Magnetic nanocrystals with a narrow size distribution hold promise for many applications in different areas ranging from biomedicine to electronics and energy storage. Herein, the microwave-assisted sol–gel synthesis and thorough characterization of size-monodisperse zinc ferrite nanoparticles of spherical shape is reported. X-ray diffraction, (57)Fe Mössbauer spectroscopy and X-ray photoelectron spectroscopy all show that the material is both chemically and phase-pure and adopts a partially inverted spinel structure with Fe(3+) ions residing on tetrahedral and octahedral sites according to (Zn(0.32)Fe(0.68))(tet)[Zn(0.68)Fe(1.32)](oct)O(4±δ).
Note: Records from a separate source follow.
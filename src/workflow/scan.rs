//! Scan screen: choose a source, capture or upload, analyze, show the result.

use crate::capture::{CameraBackend, CameraSession, CapturedImage, FacingMode, PreviewBinding};
use crate::metrics::MetricsRegistry;
use crate::prediction::PredictionResult;
use crate::service::PlantCareApi;
use std::path::Path;
use std::sync::Arc;
use tracing::{info, warn};

pub const ANALYSIS_FAILED_MESSAGE: &str = "Analysis failed. Please try again.";
pub const UPLOAD_FAILED_MESSAGE: &str = "Could not read the selected image. Please choose another file.";

/// Which part of the scan screen is showing.
#[derive(Debug, Clone, Copy, PartialEq, Eq)]
pub enum ScanScreen {
    /// Camera and upload choices.
    Options,
    /// Live camera preview.
    Camera,
    /// Captured or uploaded still awaiting analysis.
    Preview,
    /// Prediction for the still.
    Result,
}

/// State machine behind the scan screen.
pub struct ScanWorkflow<B: CameraBackend> {
    session: CameraSession<B>,
    api: Arc<dyn PlantCareApi>,
    metrics: Option<Arc<MetricsRegistry>>,
    camera_supported: bool,
    captured: Option<CapturedImage>,
    analyzing: bool,
    prediction: Option<PredictionResult>,
    error: Option<String>,
}

impl<B: CameraBackend> ScanWorkflow<B> {
    pub fn new(session: CameraSession<B>, api: Arc<dyn PlantCareApi>) -> Self {
        Self {
            session,
            api,
            metrics: None,
            camera_supported: true,
            captured: None,
            analyzing: false,
            prediction: None,
            error: None,
        }
    }

    pub fn with_metrics(mut self, metrics: Arc<MetricsRegistry>) -> Self {
        self.metrics = Some(metrics);
        self
    }

    pub fn screen(&self) -> ScanScreen {
        if self.prediction.is_some() {
            ScanScreen::Result
        } else if self.captured.is_some() {
            ScanScreen::Preview
        } else if self.session.is_active() {
            ScanScreen::Camera
        } else {
            ScanScreen::Options
        }
    }

    pub fn session(&self) -> &CameraSession<B> {
        &self.session
    }

    pub fn camera_supported(&self) -> bool {
        self.camera_supported
    }

    pub fn preview(&self) -> Option<&PreviewBinding> {
        self.session.preview()
    }

    pub fn captured(&self) -> Option<&CapturedImage> {
        self.captured.as_ref()
    }

    pub fn is_analyzing(&self) -> bool {
        self.analyzing
    }

    pub fn prediction(&self) -> Option<&PredictionResult> {
        self.prediction.as_ref()
    }

    /// Error to show: a workflow error, else the camera's while the
    /// options or the live camera are on screen.
    pub fn error(&self) -> Option<&str> {
        let camera_error = match self.screen() {
            ScanScreen::Options | ScanScreen::Camera => self.session.error(),
            ScanScreen::Preview | ScanScreen::Result => None,
        };
        self.error.as_deref().or(camera_error)
    }

    /// Checks once whether a camera can be opened at all.
    pub fn probe_camera(&mut self) -> bool {
        self.camera_supported = self.session.probe_support();
        self.camera_supported
    }

    /// Opens the camera with the current facing mode.
    pub fn open_camera(&mut self) {
        let facing = self.session.facing_mode();
        self.open_camera_facing(facing);
    }

    pub fn open_camera_facing(&mut self, facing_mode: FacingMode) {
        if !self.camera_supported {
            return;
        }
        self.error = None;
        // failure is recorded on the session
        let _ = self.session.start(facing_mode);
    }

    pub fn close_camera(&mut self) {
        self.session.stop();
    }

    pub fn toggle_camera(&mut self) {
        let _ = self.session.toggle_facing();
    }

    /// Captures the live frame; the camera is released on success.
    pub fn take_photo(&mut self) -> bool {
        match self.session.capture() {
            Ok(still) => {
                self.captured = Some(still);
                true
            }
            Err(_) => false,
        }
    }

    /// Uses a file from disk as the still, closing the camera if open.
    pub fn upload_file(&mut self, path: impl AsRef<Path>) -> bool {
        match CapturedImage::from_file(path.as_ref()) {
            Ok(still) => {
                self.use_upload(still);
                true
            }
            Err(err) => {
                warn!(path = %path.as_ref().display(), error = %err, "Upload rejected");
                self.error = Some(UPLOAD_FAILED_MESSAGE.to_string());
                false
            }
        }
    }

    /// Uses an already decoded upload as the still.
    pub fn use_upload(&mut self, still: CapturedImage) {
        if self.session.is_active() {
            self.session.stop();
        }
        self.session.clear_error();
        self.error = None;
        if let Some(metrics) = &self.metrics {
            metrics.record_upload();
        }
        info!(bytes = still.len(), size = %still.resolution(), "Image selected for analysis");
        self.captured = Some(still);
    }

    /// Submits the still for classification. No-op without a still.
    pub async fn analyze(&mut self) -> Option<&PredictionResult> {
        let still = self.captured.as_ref()?;
        self.analyzing = true;
        self.error = None;

        let result = self.api.submit_prediction(still).await;
        self.analyzing = false;
        if let Some(metrics) = &self.metrics {
            metrics.record_prediction(result.is_ok());
        }

        match result {
            Ok(prediction) => {
                info!(
                    prediction = %prediction.prediction_id,
                    label = %prediction.display_name,
                    confidence = prediction.confidence,
                    "Analysis complete"
                );
                self.prediction = Some(prediction);
                self.prediction.as_ref()
            }
            Err(err) => {
                warn!(error = %err, "Analysis failed");
                self.error = Some(ANALYSIS_FAILED_MESSAGE.to_string());
                None
            }
        }
    }

    /// Discards the still and releases the camera.
    pub fn retake(&mut self) {
        self.session.stop();
        self.captured = None;
        self.error = None;
    }

    /// Clears the result and the still, back to the options.
    pub fn scan_another(&mut self) {
        self.prediction = None;
        self.captured = None;
        self.error = None;
    }
}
Electron microscopy and direct-current magnetometry confirm the size uniformity of the nanocrystals, while frequency-dependent alternating-current magnetic susceptibility measurements indicate the presence of a superspin glass state with a freezing temperature of about 22 K. Furthermore, as demonstrated by galvanostatic charge–discharge tests and ex situ X-ray absorption near edge structure spectroscopy, the as-prepared zinc ferrite nanocrystals can be used as a high-capacity anode material for Li-ion batteries, showing little capacity fade – after activation – over hundreds of cycles. Overall, in addition to the good material characteristics, it is remarkable that the microwave-based synthetic route is simple, easily reproducible and scalable.